(Collected data)
---

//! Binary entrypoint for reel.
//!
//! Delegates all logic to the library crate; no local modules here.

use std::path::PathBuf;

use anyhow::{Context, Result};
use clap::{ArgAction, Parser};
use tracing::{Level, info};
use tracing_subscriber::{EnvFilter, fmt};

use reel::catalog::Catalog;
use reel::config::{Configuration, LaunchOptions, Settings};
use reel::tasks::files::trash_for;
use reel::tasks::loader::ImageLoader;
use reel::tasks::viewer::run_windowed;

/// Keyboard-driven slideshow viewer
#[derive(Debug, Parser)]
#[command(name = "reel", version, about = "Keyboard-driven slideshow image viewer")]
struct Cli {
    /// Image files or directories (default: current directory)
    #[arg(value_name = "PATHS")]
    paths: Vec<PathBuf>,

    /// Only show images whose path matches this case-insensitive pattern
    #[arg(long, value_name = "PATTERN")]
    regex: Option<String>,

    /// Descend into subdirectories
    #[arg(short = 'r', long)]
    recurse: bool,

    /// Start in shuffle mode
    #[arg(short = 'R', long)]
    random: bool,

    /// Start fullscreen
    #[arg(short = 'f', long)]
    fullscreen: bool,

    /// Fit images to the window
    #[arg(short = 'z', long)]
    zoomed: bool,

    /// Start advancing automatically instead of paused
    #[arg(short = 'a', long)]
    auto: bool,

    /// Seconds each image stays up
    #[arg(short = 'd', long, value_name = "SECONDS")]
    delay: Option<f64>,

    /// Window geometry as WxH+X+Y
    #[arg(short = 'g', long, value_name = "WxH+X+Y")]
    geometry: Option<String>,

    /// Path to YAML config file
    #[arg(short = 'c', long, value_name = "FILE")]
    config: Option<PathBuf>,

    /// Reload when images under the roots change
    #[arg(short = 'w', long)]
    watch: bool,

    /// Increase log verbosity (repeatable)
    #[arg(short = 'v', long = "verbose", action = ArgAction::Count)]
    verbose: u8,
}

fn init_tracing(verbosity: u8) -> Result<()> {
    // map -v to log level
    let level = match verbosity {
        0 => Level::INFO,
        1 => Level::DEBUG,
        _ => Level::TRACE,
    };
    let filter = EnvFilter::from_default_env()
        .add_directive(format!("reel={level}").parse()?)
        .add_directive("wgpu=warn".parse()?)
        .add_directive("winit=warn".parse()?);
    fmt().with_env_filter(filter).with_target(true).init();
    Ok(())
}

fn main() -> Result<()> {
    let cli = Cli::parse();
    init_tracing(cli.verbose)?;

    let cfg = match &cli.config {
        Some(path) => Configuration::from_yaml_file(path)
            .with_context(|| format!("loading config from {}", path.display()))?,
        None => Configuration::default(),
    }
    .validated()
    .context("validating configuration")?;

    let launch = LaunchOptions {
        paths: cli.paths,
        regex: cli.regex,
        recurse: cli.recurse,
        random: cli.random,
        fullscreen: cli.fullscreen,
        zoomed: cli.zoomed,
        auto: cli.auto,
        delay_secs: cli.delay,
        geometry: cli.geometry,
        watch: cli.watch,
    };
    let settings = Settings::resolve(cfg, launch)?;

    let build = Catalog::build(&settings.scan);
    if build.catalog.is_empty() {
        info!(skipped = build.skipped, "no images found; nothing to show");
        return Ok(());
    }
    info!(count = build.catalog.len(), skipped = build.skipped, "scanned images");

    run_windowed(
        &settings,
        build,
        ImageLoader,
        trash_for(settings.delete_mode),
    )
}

---

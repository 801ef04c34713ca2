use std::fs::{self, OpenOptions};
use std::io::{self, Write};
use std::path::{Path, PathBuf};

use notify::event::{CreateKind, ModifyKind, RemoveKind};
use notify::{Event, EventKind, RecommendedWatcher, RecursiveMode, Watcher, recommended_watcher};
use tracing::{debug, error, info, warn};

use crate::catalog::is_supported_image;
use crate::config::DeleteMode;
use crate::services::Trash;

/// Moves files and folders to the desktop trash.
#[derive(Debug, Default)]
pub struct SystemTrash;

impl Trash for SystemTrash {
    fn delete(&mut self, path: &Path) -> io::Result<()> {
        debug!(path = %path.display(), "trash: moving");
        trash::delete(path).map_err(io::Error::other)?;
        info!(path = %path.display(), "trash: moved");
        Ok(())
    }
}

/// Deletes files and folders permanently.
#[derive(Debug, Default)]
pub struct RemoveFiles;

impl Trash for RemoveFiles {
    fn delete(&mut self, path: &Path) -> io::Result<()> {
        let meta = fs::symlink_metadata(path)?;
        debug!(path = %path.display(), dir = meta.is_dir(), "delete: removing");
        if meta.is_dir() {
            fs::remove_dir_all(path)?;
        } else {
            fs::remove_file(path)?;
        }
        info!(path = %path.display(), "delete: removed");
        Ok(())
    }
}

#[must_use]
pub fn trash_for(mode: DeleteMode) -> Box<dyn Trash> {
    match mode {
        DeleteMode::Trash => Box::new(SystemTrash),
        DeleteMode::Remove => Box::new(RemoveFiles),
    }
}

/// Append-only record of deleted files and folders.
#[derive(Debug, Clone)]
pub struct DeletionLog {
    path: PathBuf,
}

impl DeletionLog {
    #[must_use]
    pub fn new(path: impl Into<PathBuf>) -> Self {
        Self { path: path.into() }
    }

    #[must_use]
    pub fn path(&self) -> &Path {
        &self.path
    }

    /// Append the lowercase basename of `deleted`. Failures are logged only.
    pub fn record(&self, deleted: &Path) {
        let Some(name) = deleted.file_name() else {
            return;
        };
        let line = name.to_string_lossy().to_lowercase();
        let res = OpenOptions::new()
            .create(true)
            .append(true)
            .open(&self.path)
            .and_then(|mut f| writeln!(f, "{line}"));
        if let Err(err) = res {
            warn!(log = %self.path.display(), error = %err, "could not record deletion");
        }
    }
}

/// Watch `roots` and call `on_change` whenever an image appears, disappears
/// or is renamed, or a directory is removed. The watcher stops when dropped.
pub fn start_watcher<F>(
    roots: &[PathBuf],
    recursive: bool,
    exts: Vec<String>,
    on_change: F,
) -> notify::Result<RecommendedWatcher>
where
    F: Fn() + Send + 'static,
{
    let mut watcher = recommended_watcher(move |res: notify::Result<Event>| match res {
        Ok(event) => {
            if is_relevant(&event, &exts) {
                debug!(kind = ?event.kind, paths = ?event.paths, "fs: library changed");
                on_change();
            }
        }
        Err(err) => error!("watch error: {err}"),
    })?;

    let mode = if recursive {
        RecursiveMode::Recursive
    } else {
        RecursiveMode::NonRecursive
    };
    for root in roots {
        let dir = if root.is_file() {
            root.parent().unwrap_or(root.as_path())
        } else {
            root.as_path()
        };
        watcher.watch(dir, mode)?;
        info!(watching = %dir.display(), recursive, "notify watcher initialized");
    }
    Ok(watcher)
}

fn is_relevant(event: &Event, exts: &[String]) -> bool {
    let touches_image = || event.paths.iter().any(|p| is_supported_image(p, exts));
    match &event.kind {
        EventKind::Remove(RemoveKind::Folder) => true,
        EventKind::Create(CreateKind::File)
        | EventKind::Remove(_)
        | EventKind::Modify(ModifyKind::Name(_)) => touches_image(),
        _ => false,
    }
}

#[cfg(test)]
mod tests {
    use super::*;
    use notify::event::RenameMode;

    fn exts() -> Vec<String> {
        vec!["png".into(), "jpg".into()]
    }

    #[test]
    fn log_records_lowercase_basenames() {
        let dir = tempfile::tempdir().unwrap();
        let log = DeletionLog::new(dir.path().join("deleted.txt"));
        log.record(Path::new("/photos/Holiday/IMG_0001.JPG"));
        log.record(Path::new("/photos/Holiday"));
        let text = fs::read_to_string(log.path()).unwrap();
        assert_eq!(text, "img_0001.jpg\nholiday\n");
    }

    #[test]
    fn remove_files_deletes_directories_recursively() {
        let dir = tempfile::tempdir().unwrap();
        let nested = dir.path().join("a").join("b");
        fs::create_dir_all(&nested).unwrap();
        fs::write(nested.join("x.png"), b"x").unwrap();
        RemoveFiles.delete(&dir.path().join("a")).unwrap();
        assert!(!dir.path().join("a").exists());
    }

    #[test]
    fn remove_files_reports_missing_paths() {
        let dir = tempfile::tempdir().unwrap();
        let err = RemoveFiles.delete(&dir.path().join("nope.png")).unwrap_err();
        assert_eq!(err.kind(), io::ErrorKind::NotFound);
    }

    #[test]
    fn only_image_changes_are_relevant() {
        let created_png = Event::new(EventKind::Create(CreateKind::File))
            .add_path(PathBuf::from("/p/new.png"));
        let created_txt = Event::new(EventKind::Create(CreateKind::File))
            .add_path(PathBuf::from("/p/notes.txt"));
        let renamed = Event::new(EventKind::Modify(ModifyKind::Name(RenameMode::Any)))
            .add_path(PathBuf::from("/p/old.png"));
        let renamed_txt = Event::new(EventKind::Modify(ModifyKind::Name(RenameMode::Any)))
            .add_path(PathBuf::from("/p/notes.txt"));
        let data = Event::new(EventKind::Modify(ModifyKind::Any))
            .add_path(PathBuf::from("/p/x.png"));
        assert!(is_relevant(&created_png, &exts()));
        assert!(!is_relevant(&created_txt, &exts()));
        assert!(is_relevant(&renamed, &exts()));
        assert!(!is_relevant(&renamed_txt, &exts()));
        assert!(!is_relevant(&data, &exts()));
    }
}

---

* [Problem requirements]: Please go through the data above and copy every line that has the word "bool".

* [Response]:
    recurse: bool,
    random: bool,
    fullscreen: bool,
    zoomed: bool,
    auto: bool,
    watch: bool,
    recursive: bool,
fn is_relevant(event: &Event, exts: &[String]) -> bool {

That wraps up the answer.